Eric Wood passed away November 3, 2021. His career spanned five decades. It included early work in systems analysis applications to hydrology dating to his dissertation research at MIT in the 1970s, scaling in the 1980s and 1990s, hydrologic remote sensing beginning with planning for NASA’s Earth Observing System in the 1980s and 1990s, continental hydrology beginning in the 1990s, and hyper-resolution land surface modeling in the mid-2000s, with a "call upon the international hydrologic community and the hydrological science support infrastructure to endorse the effort" and face this "grand challenge" [1]. A hallmark of Eric's career was strong international collaborations, especially with European scientists, notably with his most recent contribution to the development of the End-to-end Demonstrator for improved decision-making in the water sector in Europe (EDgE) for the Copernicus Climate Change Service [2]. Eric Wood attended almost all previous EGU meetings (most recently, the GA in 2019), and was awarded the 2007 John Dalton Medal of the Hydrological Sciences division, and the Union's 2014 Alfred Wegener Medal & Honorary Membership. This session will review Eric's main contributions to hydrology, from data to models, highlighting the experience of former students, postdocs, and colleagues that his life touched.

[1] Wood et al.: Hyperresolution global land surface modeling: Meeting a grand challenge for monitoring Earth's terrestrial water; https://agupubs.onlinelibrary.wiley.com/doi/full/10.1029/2010WR010090
[2] Samaniego et al.: Hydrological Forecasts and Projections for Improved Decision-Making in the Water Sector in Europe; https://journals.ametsoc.org/view/journals/bams/100/12/bams-d-17-0274.1.xml

Convener: Niko Wanders | Co-conveners: Dennis Lettenmaier, Maria-Helena Ramos
| Mon, 23 May, 17:00–18:30 (CEST)
Room B

Mon, 23 May, 17:00–18:30

Chairpersons: Niko Wanders, Maria-Helena Ramos


Dennis Lettenmaier

I will reflect on some of Eric’s major accomplishments, and my own experiences from having worked with him for over 40 years.  This will go back to our first professional meeting, at a meeting of the AGU Committee on Network Design in the late 1970s.  It will also include early consulting work, including Love Canal in particular, his leave at the (then) UK Institute of Hydrology in 1984, and work with the late James R Wallis.  I will focus especially on development of the Variable Infiltration Capacity (VIC) model starting in the early 1990s, and its many applications by his group over the last two plus decades.  I’ll finish with reflections on his approach to hydrologic research, and some messages our younger colleagues can take away from his life and contributions.

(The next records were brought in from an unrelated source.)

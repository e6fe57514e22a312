use std::path::Path;
use std::sync::Arc;

use anyhow::{Context, Result, bail};
use arrow::array::{
    Array, AsArray, Float32Array, Float64Array, Int32Array, Int64Array, StringArray,
};
use arrow::datatypes::DataType;
use parquet::arrow::arrow_reader::ParquetRecordBatchReaderBuilder;
use serde::Deserialize;
use serde_json::Value as JsonValue;
use thiserror::Error;

use super::model::{Dataset, LaunchRecord, Outcome};

pub const COL_LAUNCH_SITE: &str = "Launch Site";
pub const COL_PAYLOAD_MASS: &str = "Payload Mass (kg)";
pub const COL_CLASS: &str = "class";
pub const COL_BOOSTER_CATEGORY: &str = "Booster Version Category";

const REQUIRED_COLUMNS: [&str; 4] = [
    COL_LAUNCH_SITE,
    COL_PAYLOAD_MASS,
    COL_CLASS,
    COL_BOOSTER_CATEGORY,
];

/// Schema violations found while reading the launch table.
#[derive(Debug, Error, PartialEq)]
pub enum LoadError {
    #[error("missing required column '{0}'")]
    MissingColumn(&'static str),
    #[error("row {row}: '{column}' is empty")]
    MissingValue { row: usize, column: &'static str },
    #[error("row {row}: payload mass {value} is not a finite non-negative number")]
    InvalidPayload { row: usize, value: f64 },
    #[error("row {row}: class must be 0 or 1, got '{value}'")]
    InvalidOutcome { row: usize, value: String },
    #[error("file contains no launch records")]
    Empty,
    #[error("unsupported file extension: .{0}")]
    UnsupportedExtension(String),
}

// ---------------------------------------------------------------------------
// Public entry-point
// ---------------------------------------------------------------------------

/// Load the launch table from a file.  Dispatch by extension.
///
/// Supported formats:
/// * `.csv`     – header row, the four required columns anywhere among others
/// * `.json`    – `[{ "Launch Site": ..., "Payload Mass (kg)": ..., ... }, ...]`
/// * `.parquet` – flat columns with the same names
///
/// Any failure here is fatal: the dashboard does not start without data.
pub fn load_file(path: &Path) -> Result<Dataset> {
    let ext = path
        .extension()
        .and_then(|e| e.to_str())
        .unwrap_or("")
        .to_ascii_lowercase();

    let records = match ext.as_str() {
        "csv" => load_csv(path),
        "json" => load_json(path),
        "parquet" | "pq" => load_parquet(path),
        other => Err(LoadError::UnsupportedExtension(other.to_string()).into()),
    }
    .with_context(|| format!("loading launch records from {}", path.display()))?;

    let dataset = Dataset::from_records(records)
        .ok_or(LoadError::Empty)
        .with_context(|| format!("loading launch records from {}", path.display()))?;

    log::info!(
        "loaded {} launches from {} ({} sites, payload {}..{} kg)",
        dataset.len(),
        path.display(),
        dataset.sites.len(),
        dataset.payload_bounds.low,
        dataset.payload_bounds.high,
    );
    Ok(dataset)
}

// ---------------------------------------------------------------------------
// Row validation shared by all formats
// ---------------------------------------------------------------------------

fn build_record(
    row: usize,
    site: &str,
    payload: Option<f64>,
    class: Option<Outcome>,
    raw_class: impl FnOnce() -> String,
    booster: &str,
) -> Result<LaunchRecord, LoadError> {
    let site = site.trim();
    if site.is_empty() {
        return Err(LoadError::MissingValue { row, column: COL_LAUNCH_SITE });
    }
    let payload_mass_kg = payload.ok_or(LoadError::MissingValue {
        row,
        column: COL_PAYLOAD_MASS,
    })?;
    if !payload_mass_kg.is_finite() || payload_mass_kg < 0.0 {
        return Err(LoadError::InvalidPayload { row, value: payload_mass_kg });
    }
    let outcome = class.ok_or_else(|| LoadError::InvalidOutcome { row, value: raw_class() })?;

    Ok(LaunchRecord {
        launch_site: site.to_string(),
        payload_mass_kg,
        outcome,
        booster_category: booster.trim().to_string(),
    })
}

/// `class` may arrive as `1`, `"1"`, or `1.0` depending on who wrote the file.
fn outcome_from_f64(v: f64) -> Option<Outcome> {
    if v == 0.0 {
        Some(Outcome::Failure)
    } else if v == 1.0 {
        Some(Outcome::Success)
    } else {
        None
    }
}

fn parse_outcome(s: &str) -> Option<Outcome> {
    let s = s.trim();
    match s.parse::<i64>() {
        Ok(0) => Some(Outcome::Failure),
        Ok(1) => Some(Outcome::Success),
        Ok(_) => None,
        Err(_) => s.parse::<f64>().ok().and_then(outcome_from_f64),
    }
}

// ---------------------------------------------------------------------------
// CSV loader
// ---------------------------------------------------------------------------

#[derive(Debug, Deserialize)]
struct CsvRow {
    #[serde(rename = "Launch Site")]
    launch_site: String,
    #[serde(rename = "Payload Mass (kg)")]
    payload_mass_kg: Option<f64>,
    #[serde(rename = "class")]
    class: String,
    #[serde(rename = "Booster Version Category")]
    booster_category: String,
}

/// CSV layout: header row with column names, one launch per line.
/// Columns other than the four required ones are ignored.
fn load_csv(path: &Path) -> Result<Vec<LaunchRecord>> {
    let mut reader = csv::ReaderBuilder::new()
        .trim(csv::Trim::All)
        .from_path(path)
        .context("opening CSV")?;

    let headers = reader.headers().context("reading CSV headers")?.clone();
    for column in REQUIRED_COLUMNS {
        if !headers.iter().any(|h| h == column) {
            return Err(LoadError::MissingColumn(column).into());
        }
    }

    let mut records = Vec::new();
    for (row_no, result) in reader.deserialize::<CsvRow>().enumerate() {
        let row = result.with_context(|| format!("CSV row {row_no}"))?;
        records.push(build_record(
            row_no,
            &row.launch_site,
            row.payload_mass_kg,
            parse_outcome(&row.class),
            || row.class.clone(),
            &row.booster_category,
        )?);
    }
    Ok(records)
}

// ---------------------------------------------------------------------------
// JSON loader
// ---------------------------------------------------------------------------

/// Expected JSON schema (records-oriented, the default `df.to_json(orient='records')`):
///
/// ```json
/// [
///   {
///     "Launch Site": "CCAFS LC-40",
///     "Payload Mass (kg)": 525.0,
///     "class": 1,
///     "Booster Version Category": "v1.0"
///   },
///   ...
/// ]
/// ```
fn load_json(path: &Path) -> Result<Vec<LaunchRecord>> {
    let text = std::fs::read_to_string(path).context("reading JSON file")?;
    let root: JsonValue = serde_json::from_str(&text).context("parsing JSON")?;

    let rows = root.as_array().context("Expected top-level JSON array")?;

    let mut records = Vec::with_capacity(rows.len());
    for (i, rec) in rows.iter().enumerate() {
        let obj = rec
            .as_object()
            .with_context(|| format!("Row {i} is not a JSON object"))?;

        let field = |column: &'static str| obj.get(column).ok_or(LoadError::MissingColumn(column));
        let site = field(COL_LAUNCH_SITE)?;
        let payload = field(COL_PAYLOAD_MASS)?;
        let class = field(COL_CLASS)?;
        let booster = field(COL_BOOSTER_CATEGORY)?;

        let outcome = match class {
            JsonValue::Number(n) => n.as_f64().and_then(outcome_from_f64),
            JsonValue::String(s) => parse_outcome(s),
            JsonValue::Bool(b) => Some(if *b { Outcome::Success } else { Outcome::Failure }),
            _ => None,
        };

        records.push(build_record(
            i,
            json_text(site),
            payload.as_f64(),
            outcome,
            || class.to_string(),
            json_text(booster),
        )?);
    }
    Ok(records)
}

fn json_text(val: &JsonValue) -> &str {
    val.as_str().unwrap_or("")
}

// ---------------------------------------------------------------------------
// Parquet loader
// ---------------------------------------------------------------------------

/// Load a Parquet file with the four required flat columns.
///
/// Numeric columns may be any of Int32/Int64/Float32/Float64, which covers
/// files written by both **Pandas** and **Polars**.
fn load_parquet(path: &Path) -> Result<Vec<LaunchRecord>> {
    let file = std::fs::File::open(path).context("opening parquet file")?;
    let builder =
        ParquetRecordBatchReaderBuilder::try_new(file).context("reading parquet metadata")?;
    let reader = builder.build().context("building parquet reader")?;

    let mut records = Vec::new();

    for batch_result in reader {
        let batch = batch_result.context("reading parquet record batch")?;
        let column = |name: &'static str| batch.column_by_name(name).ok_or(LoadError::MissingColumn(name));

        let site_col = column(COL_LAUNCH_SITE)?;
        let payload_col = column(COL_PAYLOAD_MASS)?;
        let class_col = column(COL_CLASS)?;
        let booster_col = column(COL_BOOSTER_CATEGORY)?;

        for i in 0..batch.num_rows() {
            let row = records.len();
            let site = extract_string(site_col, i)
                .with_context(|| format!("Row {row}: failed to read '{COL_LAUNCH_SITE}'"))?;
            let payload = extract_f64(payload_col, i)
                .with_context(|| format!("Row {row}: failed to read '{COL_PAYLOAD_MASS}'"))?;
            let class = extract_f64(class_col, i)
                .with_context(|| format!("Row {row}: failed to read '{COL_CLASS}'"))?;
            let booster = extract_string(booster_col, i)
                .with_context(|| format!("Row {row}: failed to read '{COL_BOOSTER_CATEGORY}'"))?;

            records.push(build_record(
                row,
                site.as_deref().unwrap_or(""),
                payload,
                class.and_then(outcome_from_f64),
                || class.map_or_else(|| "<null>".to_string(), |c| c.to_string()),
                booster.as_deref().unwrap_or(""),
            )?);
        }
    }

    Ok(records)
}

// -- Parquet / Arrow helpers --

/// Read a string cell; `None` for null.
fn extract_string(col: &Arc<dyn Array>, row: usize) -> Result<Option<String>> {
    if col.is_null(row) {
        return Ok(None);
    }
    match col.data_type() {
        DataType::Utf8 => {
            let arr = col
                .as_any()
                .downcast_ref::<StringArray>()
                .context("expected StringArray")?;
            Ok(Some(arr.value(row).to_string()))
        }
        DataType::LargeUtf8 => Ok(Some(col.as_string::<i64>().value(row).to_string())),
        other => bail!("Expected a string column, got {other:?}"),
    }
}

/// Read a numeric cell as `f64`; `None` for null.
fn extract_f64(col: &Arc<dyn Array>, row: usize) -> Result<Option<f64>> {
    if col.is_null(row) {
        return Ok(None);
    }
    let value = match col.data_type() {
        DataType::Float64 => col
            .as_any()
            .downcast_ref::<Float64Array>()
            .context("expected Float64Array")?
            .value(row),
        DataType::Float32 => col
            .as_any()
            .downcast_ref::<Float32Array>()
            .context("expected Float32Array")?
            .value(row) as f64,
        DataType::Int64 => col
            .as_any()
            .downcast_ref::<Int64Array>()
            .context("expected Int64Array")?
            .value(row) as f64,
        DataType::Int32 => col
            .as_any()
            .downcast_ref::<Int32Array>()
            .context("expected Int32Array")?
            .value(row) as f64,
        other => bail!("Expected a numeric column, got {other:?}"),
    };
    Ok(Some(value))
}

How to cite: Lettenmaier, D.: Some reflections on Eric Wood’s career, EGU General Assembly 2022, Vienna, Austria, 23–27 May 2022, EGU22-3054, https://doi.org/10.5194/egusphere-egu22-3054, 2022.

Valentijn Pauwels

Remote sensing is one of the major sources of data for the hydrological sciences. This presentation provides an overview of the contributions of Eric Wood to this field, encompassing studies from the last three decades, across multiple continents and different spatial and temporal scales. The remotely sensed variables include, but are not limited to, surface soil moisture content (through active and passive remote sensing), precipitation, and evapotranspiration. A general overview of the field and satellite campaigns in which these methods and products were developed will be presented. A short overview of the application of these products for different purposes is also provided.

How to cite: Pauwels, V.: Contributions of Eric Wood to hydrologic remote sensing, EGU General Assembly 2022, Vienna, Austria, 23–27 May 2022, EGU22-416, https://doi.org/10.5194/egusphere-egu22-416, 2022.

Günter Blöschl

This presentation will briefly review the scaling and similarity concepts developed by Eric Wood and evaluate their impact on the development of the hydrological science, in particular distributed hydrological modeling.

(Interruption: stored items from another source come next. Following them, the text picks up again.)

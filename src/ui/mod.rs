/// Browser-facing surface: control declarations, the static page, and the
/// HTTP routes that feed it.
pub mod layout;
pub mod page;
pub mod server;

Eric Wood was a pioneer in fundamental research on scaling and similarity of catchment hydrologic response. He introduced the “representative elementary area” concept that showed that catchment response could be represented in terms of “building blocks” of some minimum size. This thinking launched him into the era of spatially distributed hydrologic modeling. Eric was the first to develop a distributed modeling framework that accounted for the effects of topography and land ­surface–​­atmosphere interactions involving coupled ­water–​­energy dynamics. Many of the distributed modeling concepts Eric pioneered found their way into the Variable Infiltration Capacity (VIC) macroscale hydrology model, which has become a common land surface parameterization scheme in global circulation models used in global change science.

How to cite: Blöschl, G.: Eric Wood’s contributions to Scaling in Hydrology, EGU General Assembly 2022, Vienna, Austria, 23–27 May 2022, EGU22-1900, https://doi.org/10.5194/egusphere-egu22-1900, 2022.

Christa Peters-Lidard

Eric Wood's contributions to distributed modeling were partially motivated by a desire to test the REA hypothesis as well as by a desire to demonstrate the impact of remotely sensed data on hydrologic prediction.  In this brief talk, I will review the advances in distributed modeling, such as high-resolution terrain, distributed hydrometeorological forcings and soil-vegetation parameters, high performance computing and communications, data assimilation, coupled land-atmosphere modeling, that laid the foundation for macroscale and ultimately "hyperresolution" modeling.  These foundational advances exemplify the 3rd paradigm in hydrology and are moving us towards embracing a 4th paradigm in hydrology, where we enable a rigorous confrontation of our hypotheses embodied within our models with a range of data types across many locations and spatial-temporal scales.  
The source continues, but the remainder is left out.